*** RECORD EXCERPTS Section Begins ***

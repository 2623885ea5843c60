//! Order repository for database operations.

use std::collections::HashMap;

use chrono::{DateTime, Utc};
use rust_decimal::Decimal;
use sqlx::PgPool;

use beauty_queen_core::{
    OrderId, OrderItemId, OrderStatus, PaymentMethod, PaymentStatus, Price, ProductId, UserId,
};

use super::RepositoryError;
use crate::models::product::CATALOG_CURRENCY;
use crate::models::{CartLine, Order, OrderItem, ShippingAddress};

/// Internal row type for order headers.
#[derive(Debug, sqlx::FromRow)]
struct OrderRow {
    id: i32,
    user_id: i32,
    total_amount: Decimal,
    shipping_name: String,
    shipping_phone: String,
    shipping_address: String,
    shipping_city: String,
    shipping_state: String,
    shipping_pincode: String,
    payment_method: PaymentMethod,
    payment_status: PaymentStatus,
    order_status: OrderStatus,
    created_at: DateTime<Utc>,
}

impl OrderRow {
    fn into_order(self, items: Vec<OrderItem>) -> Order {
        Order {
            id: OrderId::new(self.id),
            user_id: UserId::new(self.user_id),
            total_amount: Price::new(self.total_amount, CATALOG_CURRENCY),
            shipping: ShippingAddress {
                name: self.shipping_name,
                phone: self.shipping_phone,
                address: self.shipping_address,
                city: self.shipping_city,
                state: self.shipping_state,
                pincode: self.shipping_pincode,
            },
            payment_method: self.payment_method,
            payment_status: self.payment_status,
            order_status: self.order_status,
            created_at: self.created_at,
            items,
        }
    }
}

/// Internal row type for order line items.
#[derive(Debug, sqlx::FromRow)]
struct OrderItemRow {
    id: i32,
    order_id: i32,
    product_id: i32,
    quantity: i32,
    unit_price: Decimal,
}

impl From<OrderItemRow> for OrderItem {
    fn from(row: OrderItemRow) -> Self {
        Self {
            id: OrderItemId::new(row.id),
            product_id: ProductId::new(row.product_id),
            quantity: row.quantity,
            unit_price: Price::new(row.unit_price, CATALOG_CURRENCY),
        }
    }
}

/// Compute an order total from cart lines at their current prices.
#[must_use]
pub fn order_total(lines: &[CartLine]) -> Price {
    lines
        .iter()
        .fold(Price::zero(CATALOG_CURRENCY), |total, line| {
            total.checked_add(&line.line_total()).unwrap_or(total)
        })
}

/// Repository for order database operations.
pub struct OrderRepository<'a> {
    pool: &'a PgPool,
}

impl<'a> OrderRepository<'a> {
    /// Create a new order repository.
    #[must_use]
    pub const fn new(pool: &'a PgPool) -> Self {
        Self { pool }
    }

    /// Create an order from the user's cart lines and clear the cart.
    ///
    /// Unit prices are snapshotted from the supplied lines. The order header,
    /// its items, and the cart clear are one transaction: either the order
    /// exists with every line and an empty cart, or nothing changed.
    ///
    /// # Errors
    ///
    /// Returns `RepositoryError::Database` if any statement fails.
    pub async fn create_from_cart(
        &self,
        user_id: UserId,
        lines: &[CartLine],
        shipping: &ShippingAddress,
        payment_method: PaymentMethod,
    ) -> Result<Order, RepositoryError> {
        let total = order_total(lines);

        let mut tx = self.pool.begin().await?;

        let order_row = sqlx::query_as::<_, OrderRow>(
            r"
            INSERT INTO customer_order
                (user_id, total_amount, shipping_name, shipping_phone,
                 shipping_address, shipping_city, shipping_state,
                 shipping_pincode, payment_method)
            VALUES ($1, $2, $3, $4, $5, $6, $7, $8, $9)
            RETURNING id, user_id, total_amount, shipping_name, shipping_phone,
                      shipping_address, shipping_city, shipping_state,
                      shipping_pincode, payment_method, payment_status,
                      order_status, created_at
            ",
        )
        .bind(user_id)
        .bind(total.amount)
        .bind(&shipping.name)
        .bind(&shipping.phone)
        .bind(&shipping.address)
        .bind(&shipping.city)
        .bind(&shipping.state)
        .bind(&shipping.pincode)
        .bind(payment_method)
        .fetch_one(&mut *tx)
        .await?;

        let mut items = Vec::with_capacity(lines.len());
        for line in lines {
            let item_row = sqlx::query_as::<_, OrderItemRow>(
                r"
                INSERT INTO order_item (order_id, product_id, quantity, unit_price)
                VALUES ($1, $2, $3, $4)
                RETURNING id, order_id, product_id, quantity, unit_price
                ",
            )
            .bind(order_row.id)
            .bind(line.product.id)
            .bind(line.quantity)
            .bind(line.product.price.amount)
            .fetch_one(&mut *tx)
            .await?;

            items.push(OrderItem::from(item_row));
        }

        sqlx::query(
            r"
            DELETE FROM cart_item
            WHERE user_id = $1
            ",
        )
        .bind(user_id)
        .execute(&mut *tx)
        .await?;

        tx.commit().await?;

        Ok(order_row.into_order(items))
    }

    /// List a user's orders, newest first, with their items.
    ///
    /// # Errors
    ///
    /// Returns `RepositoryError::Database` if the query fails.
    pub async fn list_for_user(&self, user_id: UserId) -> Result<Vec<Order>, RepositoryError> {
        let order_rows = sqlx::query_as::<_, OrderRow>(
            r"
            SELECT id, user_id, total_amount, shipping_name, shipping_phone,
                   shipping_address, shipping_city, shipping_state,
                   shipping_pincode, payment_method, payment_status,
                   order_status, created_at
            FROM customer_order
            WHERE user_id = $1
            ORDER BY created_at DESC
            ",
        )
        .bind(user_id)
        .fetch_all(self.pool)
        .await?;

        if order_rows.is_empty() {
            return Ok(Vec::new());
        }

        let order_ids: Vec<i32> = order_rows.iter().map(|r| r.id).collect();
        let item_rows = sqlx::query_as::<_, OrderItemRow>(
            r"
            SELECT id, order_id, product_id, quantity, unit_price
            FROM order_item
            WHERE order_id = ANY($1)
            ORDER BY id ASC
            ",
        )
        .bind(&order_ids)
        .fetch_all(self.pool)
        .await?;

        let mut items_by_order: HashMap<i32, Vec<OrderItem>> = HashMap::new();
        for row in item_rows {
            items_by_order
                .entry(row.order_id)
                .or_default()
                .push(OrderItem::from(row));
        }

        Ok(order_rows
            .into_iter()
            .map(|row| {
                let items = items_by_order.remove(&row.id).unwrap_or_default();
                row.into_order(items)
            })
            .collect())
    }
}

#[cfg(test)]
#[allow(clippy::unwrap_used)]
mod tests {
    use beauty_queen_core::CartItemId;
    use chrono::Utc;

    use crate::models::Product;

    use super::*;

    fn line(price_paise: i64, quantity: i32) -> CartLine {
        CartLine {
            id: CartItemId::new(1),
            product: Product {
                id: ProductId::new(1),
                name: "Kajal".to_owned(),
                description: String::new(),
                price: Price::new(Decimal::new(price_paise, 2), CATALOG_CURRENCY),
                image_url: None,
                category: "eyes".to_owned(),
                stock: 5,
                created_at: Utc::now(),
            },
            quantity,
        }
    }

    #[test]
    fn test_order_total_sums_lines() {
        let total = order_total(&[line(19_900, 2), line(49_900, 1)]);
        assert_eq!(total.amount, Decimal::new(89_700, 2));
    }

    #[test]
    fn test_order_total_empty_cart_is_zero() {
        let total = order_total(&[]);
        assert_eq!(total.amount, Decimal::ZERO);
    }
}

*** RECORD EXCERPTS Section Ends ***

REQUIRED WORK
An exact copy of every entry is the expected result.

SOLUTION
repository 2623885ea5843c60
//! Order repository for database operations.

use std::collections::HashMap;

use chrono::{DateTime, Utc};
use rust_decimal::Decimal;
use sqlx::PgPool;

use beauty_queen_core::{
    OrderId, OrderItemId, OrderStatus, PaymentMethod, PaymentStatus, Price, ProductId, UserId,
};

use super::RepositoryError;
use crate::models::product::CATALOG_CURRENCY;
use crate::models::{CartLine, Order, OrderItem, ShippingAddress};

/// Internal row type for order headers.
#[derive(Debug, sqlx::FromRow)]
struct OrderRow {
    id: i32,
    user_id: i32,
    total_amount: Decimal,
    shipping_name: String,
    shipping_phone: String,
    shipping_address: String,
    shipping_city: String,
    shipping_state: String,
    shipping_pincode: String,
    payment_method: PaymentMethod,
    payment_status: PaymentStatus,
    order_status: OrderStatus,
    created_at: DateTime<Utc>,
}

impl OrderRow {
    fn into_order(self, items: Vec<OrderItem>) -> Order {
        Order {
            id: OrderId::new(self.id),
            user_id: UserId::new(self.user_id),
            total_amount: Price::new(self.total_amount, CATALOG_CURRENCY),
            shipping: ShippingAddress {
                name: self.shipping_name,
                phone: self.shipping_phone,
                address: self.shipping_address,
                city: self.shipping_city,
                state: self.shipping_state,
                pincode: self.shipping_pincode,
            },
            payment_method: self.payment_method,
            payment_status: self.payment_status,
            order_status: self.order_status,
            created_at: self.created_at,
            items,
        }
    }
}

/// Internal row type for order line items.
#[derive(Debug, sqlx::FromRow)]
struct OrderItemRow {
    id: i32,
    order_id: i32,
    product_id: i32,
    quantity: i32,
    unit_price: Decimal,
}

impl From<OrderItemRow> for OrderItem {
    fn from(row: OrderItemRow) -> Self {
        Self {
            id: OrderItemId::new(row.id),
            product_id: ProductId::new(row.product_id),
            quantity: row.quantity,
            unit_price: Price::new(row.unit_price, CATALOG_CURRENCY),
        }
    }
}

/// Compute an order total from cart lines at their current prices.
#[must_use]
pub fn order_total(lines: &[CartLine]) -> Price {
    lines
        .iter()
        .fold(Price::zero(CATALOG_CURRENCY), |total, line| {
            total.checked_add(&line.line_total()).unwrap_or(total)
        })
}

/// Repository for order database operations.
pub struct OrderRepository<'a> {
    pool: &'a PgPool,
}

impl<'a> OrderRepository<'a> {
    /// Create a new order repository.
    #[must_use]
    pub const fn new(pool: &'a PgPool) -> Self {
        Self { pool }
    }

    /// Create an order from the user's cart lines and clear the cart.
    ///
    /// Unit prices are snapshotted from the supplied lines. The order header,
    /// its items, and the cart clear are one transaction: either the order
    /// exists with every line and an empty cart, or nothing changed.
    ///
    /// # Errors
    ///
    /// Returns `RepositoryError::Database` if any statement fails.
    pub async fn create_from_cart(
        &self,
        user_id: UserId,
        lines: &[CartLine],
        shipping: &ShippingAddress,
        payment_method: PaymentMethod,
    ) -> Result<Order, RepositoryError> {
        let total = order_total(lines);

        let mut tx = self.pool.begin().await?;

        let order_row = sqlx::query_as::<_, OrderRow>(
            r"
            INSERT INTO customer_order
                (user_id, total_amount, shipping_name, shipping_phone,
                 shipping_address, shipping_city, shipping_state,
                 shipping_pincode, payment_method)
            VALUES ($1, $2, $3, $4, $5, $6, $7, $8, $9)
            RETURNING id, user_id, total_amount, shipping_name, shipping_phone,
                      shipping_address, shipping_city, shipping_state,
                      shipping_pincode, payment_method, payment_status,
                      order_status, created_at
            ",
        )
        .bind(user_id)
        .bind(total.amount)
        .bind(&shipping.name)
        .bind(&shipping.phone)
        .bind(&shipping.address)
        .bind(&shipping.city)
        .bind(&shipping.state)
        .bind(&shipping.pincode)
        .bind(payment_method)
        .fetch_one(&mut *tx)
        .await?;

        let mut items = Vec::with_capacity(lines.len());
        for line in lines {
            let item_row = sqlx::query_as::<_, OrderItemRow>(
                r"
                INSERT INTO order_item (order_id, product_id, quantity, unit_price)
                VALUES ($1, $2, $3, $4)
                RETURNING id, order_id, product_id, quantity, unit_price
                ",
            )
            .bind(order_row.id)
            .bind(line.product.id)
            .bind(line.quantity)
            .bind(line.product.price.amount)
            .fetch_one(&mut *tx)
            .await?;

            items.push(OrderItem::from(item_row));
        }

        sqlx::query(
            r"
            DELETE FROM cart_item
            WHERE user_id = $1
            ",
        )
        .bind(user_id)
        .execute(&mut *tx)
        .await?;

        tx.commit().await?;

        Ok(order_row.into_order(items))
    }

    /// List a user's orders, newest first, with their items.
    ///
    /// # Errors
    ///
    /// Returns `RepositoryError::Database` if the query fails.
    pub async fn list_for_user(&self, user_id: UserId) -> Result<Vec<Order>, RepositoryError> {
        let order_rows = sqlx::query_as::<_, OrderRow>(
            r"
            SELECT id, user_id, total_amount, shipping_name, shipping_phone,
                   shipping_address, shipping_city, shipping_state,
                   shipping_pincode, payment_method, payment_status,
                   order_status, created_at
            FROM customer_order
            WHERE user_id = $1
            ORDER BY created_at DESC
            ",
        )
        .bind(user_id)
        .fetch_all(self.pool)
        .await?;

        if order_rows.is_empty() {
            return Ok(Vec::new());
        }

        let order_ids: Vec<i32> = order_rows.iter().map(|r| r.id).collect();
        let item_rows = sqlx::query_as::<_, OrderItemRow>(
            r"
            SELECT id, order_id, product_id, quantity, unit_price
            FROM order_item
            WHERE order_id = ANY($1)
            ORDER BY id ASC
            ",
        )
        .bind(&order_ids)
        .fetch_all(self.pool)
        .await?;

        let mut items_by_order: HashMap<i32, Vec<OrderItem>> = HashMap::new();
        for row in item_rows {
            items_by_order
                .entry(row.order_id)
                .or_default()
                .push(OrderItem::from(row));
        }

        Ok(order_rows
            .into_iter()
            .map(|row| {
                let items = items_by_order.remove(&row.id).unwrap_or_default();
                row.into_order(items)
            })
            .collect())
    }
}

#[cfg(test)]
#[allow(clippy::unwrap_used)]
mod tests {
    use beauty_queen_core::CartItemId;
    use chrono::Utc;

    use crate::models::Product;

    use super::*;

    fn line(price_paise: i64, quantity: i32) -> CartLine {
        CartLine {
            id: CartItemId::new(1),
            product: Product {
                id: ProductId::new(1),
                name: "Kajal".to_owned(),
                description: String::new(),
                price: Price::new(Decimal::new(price_paise, 2), CATALOG_CURRENCY),
                image_url: None,
                category: "eyes".to_owned(),
                stock: 5,
                created_at: Utc::now(),
            },
            quantity,
        }
    }

    #[test]
    fn test_order_total_sums_lines() {
        let total = order_total(&[line(19_900, 2), line(49_900, 1)]);
        assert_eq!(total.amount, Decimal::new(89_700, 2));
    }

    #[test]
    fn test_order_total_empty_cart_is_zero() {
        let total = order_total(&[]);
        assert_eq!(total.amount, Decimal::ZERO);
    }
}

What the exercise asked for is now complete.